I have only been to Australia once before when my late father, who was about the same age as I am now, brought me along for a two-week lecture tour of his own – and he was paid
The first thing that strikes a British visitor to Australia is how much more prosperous the country is. Your GDP per capita is about 40 per cent higher than ours, but that doesn’t quite capture the difference since if you take London out of the equation our GDP per capita is lower than that of Mississippi, America’s poorest state. This really hits home when you visit our smaller cities – places like Plymouth, Peterborough and Hull – and I was expecting Australia’s less well-known state capitals to be similar. But not a bit of it. Hobart, for instance, reminded me of Kentish Town, an affluent part of North London that our current Prime Minister, Sir Keir Starmer, hails from. Wherever I went, from Adelaide to Perth, I noticed how there were far fewer homeless people compared to London. It was also a relief to be able to wander around Sydney checking Google Maps on my iPhone, something Londoners have learned not to do thanks to an epidemic of mobile phone theft.

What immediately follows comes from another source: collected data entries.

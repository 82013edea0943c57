use crate::pending::PermissionRequest;
use ethers::types::Address;
use serde::{Deserialize, Serialize};
use serde_json::{json, Value};
use std::collections::BTreeMap;
use std::time::{SystemTime, UNIX_EPOCH};

pub const ETH_ACCOUNTS: &str = "eth_accounts";

/// EIP-2255 permission object.
#[derive(Clone, Debug, PartialEq, Serialize, Deserialize)]
#[serde(rename_all = "camelCase")]
pub struct WalletPermission {
    pub id: String,
    pub parent_capability: String,
    pub invoker: String,
    pub caveats: Vec<Caveat>,
    /// Unix milliseconds.
    pub date: u64,
}

#[derive(Clone, Debug, PartialEq, Serialize, Deserialize)]
pub struct Caveat {
    #[serde(rename = "type")]
    pub kind: String,
    pub value: Value,
}

/// Per-origin connections and granted permissions. In memory only.
#[derive(Clone, Debug, Default, PartialEq, Serialize)]
pub struct PermissionState {
    connections: BTreeMap<String, Vec<Address>>,
    permissions: BTreeMap<String, Vec<WalletPermission>>,
}

impl PermissionState {
    /// Addresses exposed to `origin`; empty when it never connected.
    pub fn accounts(&self, origin: &str) -> Vec<Address> {
        self.connections.get(origin).cloned().unwrap_or_default()
    }

    /// Whether any origin has been shown `account`.
    pub fn is_connected(&self, account: Address) -> bool {
        self.connections
            .values()
            .any(|accounts| accounts.contains(&account))
    }

    pub fn connect(&mut self, origin: &str, accounts: Vec<Address>) {
        self.connections.insert(origin.to_string(), accounts);
    }

    pub fn permissions(&self, origin: &str) -> Vec<WalletPermission> {
        self.permissions.get(origin).cloned().unwrap_or_default()
    }

    /// Records one permission per requested capability, replacing earlier grants of the
    /// same capability. Granting `eth_accounts` also connects `accounts`.
    pub fn grant(
        &mut self,
        origin: &str,
        request: &PermissionRequest,
        accounts: &[Address],
    ) -> Vec<WalletPermission> {
        let date = now_millis();
        let granted: Vec<WalletPermission> = request
            .keys()
            .map(|capability| WalletPermission {
                id: uuid::Uuid::new_v4().to_string(),
                parent_capability: capability.clone(),
                invoker: origin.to_string(),
                caveats: caveats_for(capability, accounts),
                date,
            })
            .collect();

        let existing = self.permissions.entry(origin.to_string()).or_default();
        existing.retain(|p| !request.contains_key(&p.parent_capability));
        existing.extend(granted.iter().cloned());

        if request.contains_key(ETH_ACCOUNTS) {
            self.connect(origin, accounts.to_vec());
        }
        granted
    }

    /// Drops `origin`'s grants of the named capabilities. Revoking `eth_accounts`
    /// disconnects the origin. Other origins are untouched.
    pub fn revoke(&mut self, origin: &str, request: &PermissionRequest) {
        if let Some(existing) = self.permissions.get_mut(origin) {
            existing.retain(|p| !request.contains_key(&p.parent_capability));
            if existing.is_empty() {
                self.permissions.remove(origin);
            }
        }
        if request.contains_key(ETH_ACCOUNTS) {
            self.connections.remove(origin);
        }
    }
}

fn caveats_for(capability: &str, accounts: &[Address]) -> Vec<Caveat> {
    if capability != ETH_ACCOUNTS {
        return Vec::new();
    }
    vec![Caveat {
        kind: "restrictReturnedAccounts".into(),
        value: json!(accounts),
    }]
}

fn now_millis() -> u64 {
    SystemTime::now()
        .duration_since(UNIX_EPOCH)
        .map(|d| d.as_millis() as u64)
        .unwrap_or(0)
}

After two weeks here, I was glad I hadn’t brought any of my children with me. One look at this land of opportunity and they would have refused to come home.
The Australian people seem more exuberant and self-confident than the British, too. We seem to be permanently in the grip of a national identity crisis, with most young people having been taught that slavery was an invention of the British Empire, which was an unalloyed evil. You have your fair share of guilty white liberals, of course, and your schoolteachers seem to be as mesmerised by critical race theory and ‘decolonising the curriculum’ as ours. But the woke mind virus doesn’t seem to have infected quite as many people here as it has in Britain, one reason why the Yes side in the Voice referendum got less than 40 per cent.
But those Australians who still place some store in the values of Western civilisation need to wake up if they’re to preserve them from the progressive left. Take free speech, for instance. In the past five years, it has come under serious assault, particularly with the passing of the Online Safety Act, which resulted in the creation of the e-Safety Commissioner and the appointment of Julie Inman Grant as your censor-in-chief. Her attempts to cleanse social media of any opposition to radical woke dogma need to be vigorously resisted – and the Australian Free Speech Union is leading the way on that front. It’s particularly important that Anthony Albanese’s government is stopped from passing an anti-misinformation bill, which would give the e-Karen carte blanche to start throwing ‘takedown notices’ around like confetti. To give you a clue of what content she would order X and Facebook to remove, the Yes side in the Voice referendum blamed their loss on ‘misinformation’.
I met some heroic defenders of liberty on my tour of Australia, but few more impressive than Ron Manners, the 88-year-old mining magnate and long-standing libertarian who has supported a plethora of free market think tanks. On my last night in Australia, I spent a lovely evening with Ron and his friends at Chez Pierre in Perth. I don’t know if I succeeded in persuading him to give some money to the Free Speech Union of Australia – it needs to raise enough to hire a CEO who can build it up into a national powerhouse – but it was a fine way to end my two-week tour. I left convinced that the spirit of liberty is still strong in your marvellous country.